MAUDE Adverse Event Report: RESPIRONICS, INC. DREAMSTATION AUTO CPAP; VENTILATOR, NON-CONTINUOUS (RESPIRATOR)

Model Number DSX500T11

Device Problems Contamination (1120); Degraded (1153)

Patient Problems Pulmonary Edema (2020); Heart Failure/Congestive Heart Failure (4446); Unspecified Respiratory Problem (4464)

Event Date 12/03/2021

Event Type  Injury  

Event Description

The manufacturer received information alleging a continuous positive airway pressure (cpap) device's sound abatement foam became degraded and caused a patient to develop a respiratory illness.The patient was hospitalized in response to the reported event.This issue was reported to the fda per 21 cfr 806.The device will be corrected per res 88058.

Manufacturer Narrative

The manufacturer was initially contacted in reference to the voluntary field safety notice / recall notification related to the sound abatement foam in certain cpap, bipap, and mechanical ventilator devices.The manufacturer previously reported an allegation of an issue related to a cpap device's sound abatement foam became degraded and caused a patient to develop a respiratory illness.The patient was hospitalized for heart failure and pulmonary edema.The device was returned to the manufacturer's product investigation laboratory for investigation.During the investigation observed an unknown dust contaminant on the sd card and modem flip doors.An unknown contaminant was observed on the top enclosure, inside the blower box at the air inlet, on the front panel, rear panel, bottom enclosure, blower, blower seal, and blower box.A hair-like particle was observed on the blower.Evidence of liquid ingress with a contaminant consistent with mineral deposits was observed on the blower and blower box.A keratin-like substance was observed on the blower box outlet.Evidence of sound abatement foam degradation/breakdown was not observed.The device's downloaded event log was reviewed by the manufacturer and found no erorrs.The manufacturer concludes no presence of degraded sound abatement foam.In this report, section d9, g3, h3, h6 has been updated or corrected.

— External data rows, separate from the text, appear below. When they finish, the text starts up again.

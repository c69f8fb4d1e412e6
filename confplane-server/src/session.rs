//! Session management.
//!
//! A session walks a fixed state machine:
//!
//! ```text
//! Connecting -> CapabilityExchange -> Authenticating -> Established
//!                      |                    |               |
//!                      +--------------------+---------------+--> Closing -> Closed
//! ```
//!
//! Capability negotiation and authentication are pure decisions; the
//! connection handler applies their outcomes to the session.

use crate::error::ServerError;
use confplane_broker::ReadWriteTransaction;
use std::collections::BTreeSet;
use std::net::SocketAddr;
use std::sync::atomic::{AtomicU64, Ordering};
use std::time::Instant;

/// Session state.
#[derive(Debug, Clone, Copy, PartialEq, Eq)]
pub enum SessionState {
    /// TCP accepted, nothing received yet.
    Connecting,
    /// Waiting for the client HELLO.
    CapabilityExchange,
    /// Capabilities agreed, waiting for AUTH.
    Authenticating,
    /// Fully negotiated, commands accepted.
    Established,
    /// Teardown started, no further commands.
    Closing,
    /// Fully torn down.
    Closed,
}

impl SessionState {
    pub fn name(&self) -> &'static str {
        match self {
            SessionState::Connecting => "CONNECTING",
            SessionState::CapabilityExchange => "CAPABILITY_EXCHANGE",
            SessionState::Authenticating => "AUTHENTICATING",
            SessionState::Established => "ESTABLISHED",
            SessionState::Closing => "CLOSING",
            SessionState::Closed => "CLOSED",
        }
    }
}

/// Issues session ids, unique and monotonically increasing for the
/// server's lifetime. Ids are never reused while the server runs.
#[derive(Debug)]
pub struct SessionIdAllocator {
    next: AtomicU64,
}

impl Default for SessionIdAllocator {
    fn default() -> Self {
        Self::new()
    }
}

impl SessionIdAllocator {
    pub fn new() -> Self {
        Self {
            next: AtomicU64::new(1),
        }
    }

    pub fn allocate(&self) -> u64 {
        self.next.fetch_add(1, Ordering::Relaxed)
    }
}

/// Decides the capability set a session runs with.
///
/// The agreed set is the intersection of what the server advertises and
/// what the client offered. An empty intersection is a negotiation
/// failure; the session must close before reaching Established.
pub fn negotiate_capabilities(
    advertised: &BTreeSet<String>,
    offered: &[String],
) -> Result<BTreeSet<String>, ServerError> {
    let offered: BTreeSet<&str> = offered.iter().map(String::as_str).collect();
    let agreed: BTreeSet<String> = advertised
        .iter()
        .filter(|c| offered.contains(c.as_str()))
        .cloned()
        .collect();
    if agreed.is_empty() {
        return Err(ServerError::CapabilityMismatch(
            "no capabilities in common".to_string(),
        ));
    }
    Ok(agreed)
}

/// A client session.
pub struct Session {
    /// Unique session id.
    pub id: u64,

    /// Remote address.
    pub remote_addr: SocketAddr,

    state: SessionState,

    /// Negotiated protocol version.
    protocol_version: u16,

    /// Client name from HELLO.
    client_name: Option<String>,

    /// Agreed capability set.
    capabilities: BTreeSet<String>,

    /// Staged configuration changes awaiting COMMIT or CANCEL.
    pending: Option<ReadWriteTransaction>,

    request_count: u64,

    created_at: Instant,
    last_activity: Instant,
}

impl Session {
    /// Creates a new session in the Connecting state.
    pub fn new(id: u64, remote_addr: SocketAddr) -> Self {
        Self {
            id,
            remote_addr,
            state: SessionState::Connecting,
            protocol_version: 0,
            client_name: None,
            capabilities: BTreeSet::new(),
            pending: None,
            request_count: 0,
            created_at: Instant::now(),
            last_activity: Instant::now(),
        }
    }

    pub fn state(&self) -> SessionState {
        self.state
    }

    /// Moves the session to a new state. Transitions only move forward;
    /// an attempt to go backwards is a handler bug and is rejected.
    pub fn transition(&mut self, next: SessionState) -> Result<(), ServerError> {
        use SessionState::*;
        let legal = matches!(
            (self.state, next),
            (Connecting, CapabilityExchange)
                | (CapabilityExchange, Authenticating)
                | (Authenticating, Established)
                | (Connecting, Closing)
                | (CapabilityExchange, Closing)
                | (Authenticating, Closing)
                | (Established, Closing)
                | (Closing, Closed)
        );
        if !legal {
            return Err(ServerError::InvalidState {
                state: self.state.name(),
                operation: next.name(),
            });
        }
        tracing::debug!("session {}: {} -> {}", self.id, self.state.name(), next.name());
        self.state = next;
        Ok(())
    }

    pub fn is_established(&self) -> bool {
        self.state == SessionState::Established
    }

    pub fn protocol_version(&self) -> u16 {
        self.protocol_version
    }

    pub fn client_name(&self) -> Option<&str> {
        self.client_name.as_deref()
    }

    pub fn capabilities(&self) -> &BTreeSet<String> {
        &self.capabilities
    }

    /// Records the outcome of capability negotiation.
    pub fn complete_negotiation(
        &mut self,
        protocol_version: u16,
        client_name: Option<String>,
        capabilities: BTreeSet<String>,
    ) -> Result<(), ServerError> {
        self.transition(SessionState::Authenticating)?;
        self.protocol_version = protocol_version;
        self.client_name = client_name;
        self.capabilities = capabilities;
        Ok(())
    }

    /// Records a request.
    pub fn record_request(&mut self) {
        self.request_count += 1;
        self.last_activity = Instant::now();
    }

    pub fn request_count(&self) -> u64 {
        self.request_count
    }

    /// Returns the time since last activity.
    pub fn idle_duration(&self) -> std::time::Duration {
        self.last_activity.elapsed()
    }

    /// Returns the session age.
    pub fn age(&self) -> std::time::Duration {
        self.created_at.elapsed()
    }

    /// Returns whether the session holds staged changes.
    pub fn has_pending(&self) -> bool {
        self.pending.is_some()
    }

    /// Returns the staged transaction, if any, for further edits.
    pub fn pending_mut(&mut self) -> Option<&mut ReadWriteTransaction> {
        self.pending.as_mut()
    }

    /// Stages a transaction for later COMMIT or CANCEL.
    pub fn set_pending(&mut self, txn: ReadWriteTransaction) {
        self.pending = Some(txn);
    }

    /// Returns the staged transaction, creating one with `stage` first
    /// if nothing is staged yet.
    pub fn pending_or_stage(
        &mut self,
        stage: impl FnOnce() -> ReadWriteTransaction,
    ) -> &mut ReadWriteTransaction {
        self.pending.get_or_insert_with(stage)
    }

    /// Takes the staged transaction out of the session.
    pub fn take_pending(&mut self) -> Option<ReadWriteTransaction> {
        self.pending.take()
    }
}

#[cfg(test)]
mod tests {
    use super::*;
    use std::net::{IpAddr, Ipv4Addr};

    fn test_addr() -> SocketAddr {
        SocketAddr::new(IpAddr::V4(Ipv4Addr::new(127, 0, 0, 1)), 12345)
    }

    fn caps(list: &[&str]) -> BTreeSet<String> {
        list.iter().map(|s| s.to_string()).collect()
    }

    #[test]
    fn test_id_allocator_monotonic() {
        let ids = SessionIdAllocator::new();
        let a = ids.allocate();
        let b = ids.allocate();
        let c = ids.allocate();
        assert!(a < b && b < c);
        assert_eq!(a, 1);
    }

    #[test]
    fn test_full_lifecycle() {
        let mut session = Session::new(1, test_addr());
        assert_eq!(session.state(), SessionState::Connecting);

        session.transition(SessionState::CapabilityExchange).unwrap();
        session
            .complete_negotiation(
                1,
                Some("cli".to_string()),
                caps(&["urn:confplane:base:1.0"]),
            )
            .unwrap();
        assert_eq!(session.state(), SessionState::Authenticating);

        session.transition(SessionState::Established).unwrap();
        assert!(session.is_established());

        session.transition(SessionState::Closing).unwrap();
        session.transition(SessionState::Closed).unwrap();
    }

    #[test]
    fn test_backwards_transition_rejected() {
        let mut session = Session::new(1, test_addr());
        session.transition(SessionState::CapabilityExchange).unwrap();
        session
            .complete_negotiation(1, None, caps(&["urn:confplane:base:1.0"]))
            .unwrap();
        session.transition(SessionState::Established).unwrap();

        let err = session.transition(SessionState::CapabilityExchange);
        assert!(matches!(err, Err(ServerError::InvalidState { .. })));
    }

    #[test]
    fn test_close_allowed_from_any_live_state() {
        for reach in 0..4 {
            let mut session = Session::new(1, test_addr());
            let path = [
                SessionState::CapabilityExchange,
                SessionState::Authenticating,
                SessionState::Established,
            ];
            for state in path.iter().take(reach) {
                if *state == SessionState::Authenticating {
                    session
                        .complete_negotiation(1, None, caps(&["urn:confplane:base:1.0"]))
                        .unwrap();
                } else {
                    session.transition(*state).unwrap();
                }
            }
            session.transition(SessionState::Closing).unwrap();
            session.transition(SessionState::Closed).unwrap();
        }
    }

    #[test]
    fn test_negotiation_intersection() {
        let advertised = caps(&["urn:confplane:base:1.0", "urn:confplane:monitoring:1.0"]);
        let offered = vec![
            "urn:confplane:base:1.0".to_string(),
            "urn:other:thing:1.0".to_string(),
        ];
        let agreed = negotiate_capabilities(&advertised, &offered).unwrap();
        assert_eq!(agreed, caps(&["urn:confplane:base:1.0"]));
    }

    #[test]
    fn test_negotiation_empty_intersection_fails() {
        let advertised = caps(&["urn:confplane:base:1.0"]);
        let offered = vec!["urn:other:thing:1.0".to_string()];
        let err = negotiate_capabilities(&advertised, &offered).unwrap_err();
        assert!(matches!(err, ServerError::CapabilityMismatch(_)));

        let err = negotiate_capabilities(&advertised, &[]).unwrap_err();
        assert!(matches!(err, ServerError::CapabilityMismatch(_)));
    }
}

• Brand Name: DREAMSTATION AUTO CPAP
• Type of Device: VENTILATOR, NON-CONTINUOUS (RESPIRATOR)
• Manufacturer (Section D): RESPIRONICS, INC.; 1001 murry ridge lane; murrysville PA 15668
• Manufacturer (Section G): RESPIRONICS, INC.; 1001 murry ridge lane; murrysville PA 15668
• Manufacturer Contact: kimberly shelly ; 6501 living place; pittsburgh, PA 15206 ; 2673970028
• MDR Report Key: 13092615
• MDR Text Key: 282809059
• Report Number: 2518422-2021-08669
• Device Sequence Number: 1
• Product Code: BZD
• Combination Product (y/n): N
• Reporter Country Code: US
• PMA/PMN Number: K131982
• Number of Events Reported: 1
• Summary Report (Y/N): N
• Report Source: Manufacturer
• Source Type: Consumer
• Reporter Occupation: Non-Healthcare Professional
• Remedial Action: Recall
• Type of Report: Initial,Followup
• Report Date: 10/30/2023

1 Device was Involved in the Event

1 Patient was Involved in the Event

• Date FDA Received: 12/28/2021
• Is this an Adverse Event Report?: Yes
• Is this a Product Problem Report?: Yes
• Device Operator: Lay User/Patient
• Device Model Number: DSX500T11
• Device Catalogue Number: DSX500T11
• Was Device Available for Evaluation?: Device Returned to Manufacturer
• Date Manufacturer Received: 10/19/2023
• Was Device Evaluated by Manufacturer?: Yes
• Date Device Manufactured: 02/02/2017
• Is the Device Single Use?: No
• Is This a Reprocessed and Reused Single-Use Device?: No
• Type of Device Usage: Unknown
• Removal/Correction Number: RES 88058
• Patient Sequence Number: 1
• Patient Outcome(s): Hospitalization